• **EXERCISE DETAILS**
Return the lines exactly as they stand, from the first of the material through the line containing "let index = array_index(token)?;".

• **DATA SECTION**
-- Opening Marker --
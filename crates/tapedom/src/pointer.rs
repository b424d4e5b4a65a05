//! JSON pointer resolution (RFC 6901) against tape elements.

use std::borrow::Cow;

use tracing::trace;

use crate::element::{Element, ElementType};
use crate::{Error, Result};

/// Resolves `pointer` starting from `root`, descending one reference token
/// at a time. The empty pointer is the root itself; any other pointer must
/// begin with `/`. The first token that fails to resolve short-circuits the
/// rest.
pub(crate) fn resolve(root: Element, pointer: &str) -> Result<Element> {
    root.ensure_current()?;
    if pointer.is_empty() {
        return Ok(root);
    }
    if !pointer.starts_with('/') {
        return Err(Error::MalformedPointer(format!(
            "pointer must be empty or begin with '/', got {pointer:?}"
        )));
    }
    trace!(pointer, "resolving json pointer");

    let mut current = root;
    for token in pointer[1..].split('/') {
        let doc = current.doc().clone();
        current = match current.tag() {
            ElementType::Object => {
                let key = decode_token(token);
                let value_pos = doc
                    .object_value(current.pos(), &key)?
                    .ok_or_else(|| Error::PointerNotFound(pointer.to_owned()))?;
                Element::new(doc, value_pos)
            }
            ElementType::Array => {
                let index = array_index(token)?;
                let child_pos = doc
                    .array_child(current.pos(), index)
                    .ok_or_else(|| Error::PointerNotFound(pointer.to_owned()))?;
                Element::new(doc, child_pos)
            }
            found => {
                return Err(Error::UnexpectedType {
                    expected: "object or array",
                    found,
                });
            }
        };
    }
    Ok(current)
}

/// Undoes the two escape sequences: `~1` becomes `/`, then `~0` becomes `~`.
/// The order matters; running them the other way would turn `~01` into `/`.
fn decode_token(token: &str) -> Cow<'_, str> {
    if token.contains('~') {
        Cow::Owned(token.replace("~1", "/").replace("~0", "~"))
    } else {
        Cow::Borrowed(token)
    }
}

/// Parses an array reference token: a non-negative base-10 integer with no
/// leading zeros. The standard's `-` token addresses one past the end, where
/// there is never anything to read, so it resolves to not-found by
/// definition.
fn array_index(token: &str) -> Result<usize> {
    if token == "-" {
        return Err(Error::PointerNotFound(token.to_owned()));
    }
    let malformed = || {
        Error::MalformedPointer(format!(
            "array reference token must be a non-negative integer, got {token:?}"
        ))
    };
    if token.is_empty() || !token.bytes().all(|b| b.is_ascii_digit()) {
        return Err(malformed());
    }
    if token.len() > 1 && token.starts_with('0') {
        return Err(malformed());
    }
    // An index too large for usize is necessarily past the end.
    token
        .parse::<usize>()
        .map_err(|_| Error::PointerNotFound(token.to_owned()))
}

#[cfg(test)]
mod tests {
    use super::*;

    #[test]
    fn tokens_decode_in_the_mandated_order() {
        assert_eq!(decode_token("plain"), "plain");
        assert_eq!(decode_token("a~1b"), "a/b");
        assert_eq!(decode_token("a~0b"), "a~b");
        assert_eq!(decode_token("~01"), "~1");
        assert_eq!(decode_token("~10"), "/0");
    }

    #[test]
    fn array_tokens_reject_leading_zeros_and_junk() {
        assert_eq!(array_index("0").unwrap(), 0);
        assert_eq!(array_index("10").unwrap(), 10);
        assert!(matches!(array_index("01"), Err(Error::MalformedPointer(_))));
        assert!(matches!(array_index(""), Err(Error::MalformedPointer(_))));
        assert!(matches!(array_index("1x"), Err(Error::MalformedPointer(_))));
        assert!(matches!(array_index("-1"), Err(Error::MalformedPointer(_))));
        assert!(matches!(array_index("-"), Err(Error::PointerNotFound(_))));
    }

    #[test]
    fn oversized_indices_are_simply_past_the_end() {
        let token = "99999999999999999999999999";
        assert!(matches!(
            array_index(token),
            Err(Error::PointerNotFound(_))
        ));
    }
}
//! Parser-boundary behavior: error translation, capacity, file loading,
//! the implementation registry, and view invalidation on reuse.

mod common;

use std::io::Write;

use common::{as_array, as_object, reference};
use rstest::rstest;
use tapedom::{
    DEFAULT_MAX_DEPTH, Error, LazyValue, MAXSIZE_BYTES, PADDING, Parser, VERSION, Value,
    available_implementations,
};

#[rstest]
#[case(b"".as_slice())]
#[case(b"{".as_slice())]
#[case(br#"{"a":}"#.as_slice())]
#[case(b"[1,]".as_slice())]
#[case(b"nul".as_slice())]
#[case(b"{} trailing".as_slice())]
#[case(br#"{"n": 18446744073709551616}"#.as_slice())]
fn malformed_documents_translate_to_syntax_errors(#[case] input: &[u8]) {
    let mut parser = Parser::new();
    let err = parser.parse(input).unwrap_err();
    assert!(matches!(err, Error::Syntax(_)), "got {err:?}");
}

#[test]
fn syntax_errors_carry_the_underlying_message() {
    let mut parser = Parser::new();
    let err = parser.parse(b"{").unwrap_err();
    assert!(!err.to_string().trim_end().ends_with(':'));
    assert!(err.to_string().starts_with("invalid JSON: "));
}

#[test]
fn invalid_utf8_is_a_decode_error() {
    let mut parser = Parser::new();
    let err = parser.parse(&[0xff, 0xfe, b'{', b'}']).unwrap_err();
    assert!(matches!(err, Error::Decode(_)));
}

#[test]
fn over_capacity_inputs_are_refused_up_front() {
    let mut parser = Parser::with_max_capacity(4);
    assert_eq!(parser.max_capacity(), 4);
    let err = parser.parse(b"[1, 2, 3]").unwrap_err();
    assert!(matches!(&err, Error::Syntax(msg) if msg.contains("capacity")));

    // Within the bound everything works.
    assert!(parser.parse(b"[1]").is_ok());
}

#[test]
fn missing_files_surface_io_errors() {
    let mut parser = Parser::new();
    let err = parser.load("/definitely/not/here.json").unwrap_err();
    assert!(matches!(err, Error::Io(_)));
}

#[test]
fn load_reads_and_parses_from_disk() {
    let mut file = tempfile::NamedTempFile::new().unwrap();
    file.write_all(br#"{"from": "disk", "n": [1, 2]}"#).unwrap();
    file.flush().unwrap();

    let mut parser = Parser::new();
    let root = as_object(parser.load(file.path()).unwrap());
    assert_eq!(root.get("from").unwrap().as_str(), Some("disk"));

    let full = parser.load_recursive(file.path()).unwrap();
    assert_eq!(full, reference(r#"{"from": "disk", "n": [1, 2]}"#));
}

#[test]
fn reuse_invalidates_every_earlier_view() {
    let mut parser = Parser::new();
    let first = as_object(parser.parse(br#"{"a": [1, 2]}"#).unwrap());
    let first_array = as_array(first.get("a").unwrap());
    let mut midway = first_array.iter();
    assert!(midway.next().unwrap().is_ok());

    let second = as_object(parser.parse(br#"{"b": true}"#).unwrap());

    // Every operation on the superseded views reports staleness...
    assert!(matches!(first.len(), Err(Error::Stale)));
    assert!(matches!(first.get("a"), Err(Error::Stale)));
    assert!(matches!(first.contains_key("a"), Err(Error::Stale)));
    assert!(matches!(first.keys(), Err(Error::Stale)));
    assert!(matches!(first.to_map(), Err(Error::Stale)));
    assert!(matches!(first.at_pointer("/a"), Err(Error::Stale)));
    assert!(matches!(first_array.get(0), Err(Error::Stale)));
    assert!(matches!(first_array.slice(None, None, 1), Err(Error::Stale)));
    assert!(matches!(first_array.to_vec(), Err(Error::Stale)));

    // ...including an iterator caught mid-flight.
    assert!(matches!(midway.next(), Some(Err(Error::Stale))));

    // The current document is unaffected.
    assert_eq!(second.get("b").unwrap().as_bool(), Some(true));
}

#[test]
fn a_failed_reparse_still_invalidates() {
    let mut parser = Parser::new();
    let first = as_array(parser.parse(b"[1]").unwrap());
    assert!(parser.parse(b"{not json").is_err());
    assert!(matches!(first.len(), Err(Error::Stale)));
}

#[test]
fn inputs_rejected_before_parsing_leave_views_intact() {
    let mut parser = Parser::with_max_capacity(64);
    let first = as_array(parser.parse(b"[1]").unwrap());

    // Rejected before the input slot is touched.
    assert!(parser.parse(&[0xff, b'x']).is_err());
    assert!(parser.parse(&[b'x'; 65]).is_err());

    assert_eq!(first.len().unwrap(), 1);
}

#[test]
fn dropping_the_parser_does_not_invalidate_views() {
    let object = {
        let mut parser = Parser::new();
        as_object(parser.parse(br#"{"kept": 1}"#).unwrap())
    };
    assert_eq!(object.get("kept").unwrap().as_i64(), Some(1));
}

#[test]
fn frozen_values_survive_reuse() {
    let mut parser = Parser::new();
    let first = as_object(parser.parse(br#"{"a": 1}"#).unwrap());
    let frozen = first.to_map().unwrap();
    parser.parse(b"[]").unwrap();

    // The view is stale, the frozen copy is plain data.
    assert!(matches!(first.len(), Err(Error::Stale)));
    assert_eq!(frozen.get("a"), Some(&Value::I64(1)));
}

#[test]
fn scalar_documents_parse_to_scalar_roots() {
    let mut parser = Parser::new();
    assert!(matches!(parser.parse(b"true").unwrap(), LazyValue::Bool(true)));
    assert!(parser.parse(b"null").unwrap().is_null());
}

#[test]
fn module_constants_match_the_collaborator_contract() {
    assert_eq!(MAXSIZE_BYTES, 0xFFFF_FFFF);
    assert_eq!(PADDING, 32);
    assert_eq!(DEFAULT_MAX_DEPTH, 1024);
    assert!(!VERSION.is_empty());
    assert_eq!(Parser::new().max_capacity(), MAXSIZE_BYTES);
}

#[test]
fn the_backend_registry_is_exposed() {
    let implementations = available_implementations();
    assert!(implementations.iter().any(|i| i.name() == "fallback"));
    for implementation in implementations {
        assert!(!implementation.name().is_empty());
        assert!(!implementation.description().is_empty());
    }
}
-- Closing Marker --
• **RESULT OF THIS TASK**
filename crates/tapedom/src/pointer.rs
repository b424d4e5b4a65a05
//! JSON pointer resolution (RFC 6901) against tape elements.

use std::borrow::Cow;

use tracing::trace;

use crate::element::{Element, ElementType};
use crate::{Error, Result};

/// Resolves `pointer` starting from `root`, descending one reference token
/// at a time. The empty pointer is the root itself; any other pointer must
/// begin with `/`. The first token that fails to resolve short-circuits the
/// rest.
pub(crate) fn resolve(root: Element, pointer: &str) -> Result<Element> {
    root.ensure_current()?;
    if pointer.is_empty() {
        return Ok(root);
    }
    if !pointer.starts_with('/') {
        return Err(Error::MalformedPointer(format!(
            "pointer must be empty or begin with '/', got {pointer:?}"
        )));
    }
    trace!(pointer, "resolving json pointer");

    let mut current = root;
    for token in pointer[1..].split('/') {
        let doc = current.doc().clone();
        current = match current.tag() {
            ElementType::Object => {
                let key = decode_token(token);
                let value_pos = doc
                    .object_value(current.pos(), &key)?
                    .ok_or_else(|| Error::PointerNotFound(pointer.to_owned()))?;
                Element::new(doc, value_pos)
            }
            ElementType::Array => {
                let index = array_index(token)?;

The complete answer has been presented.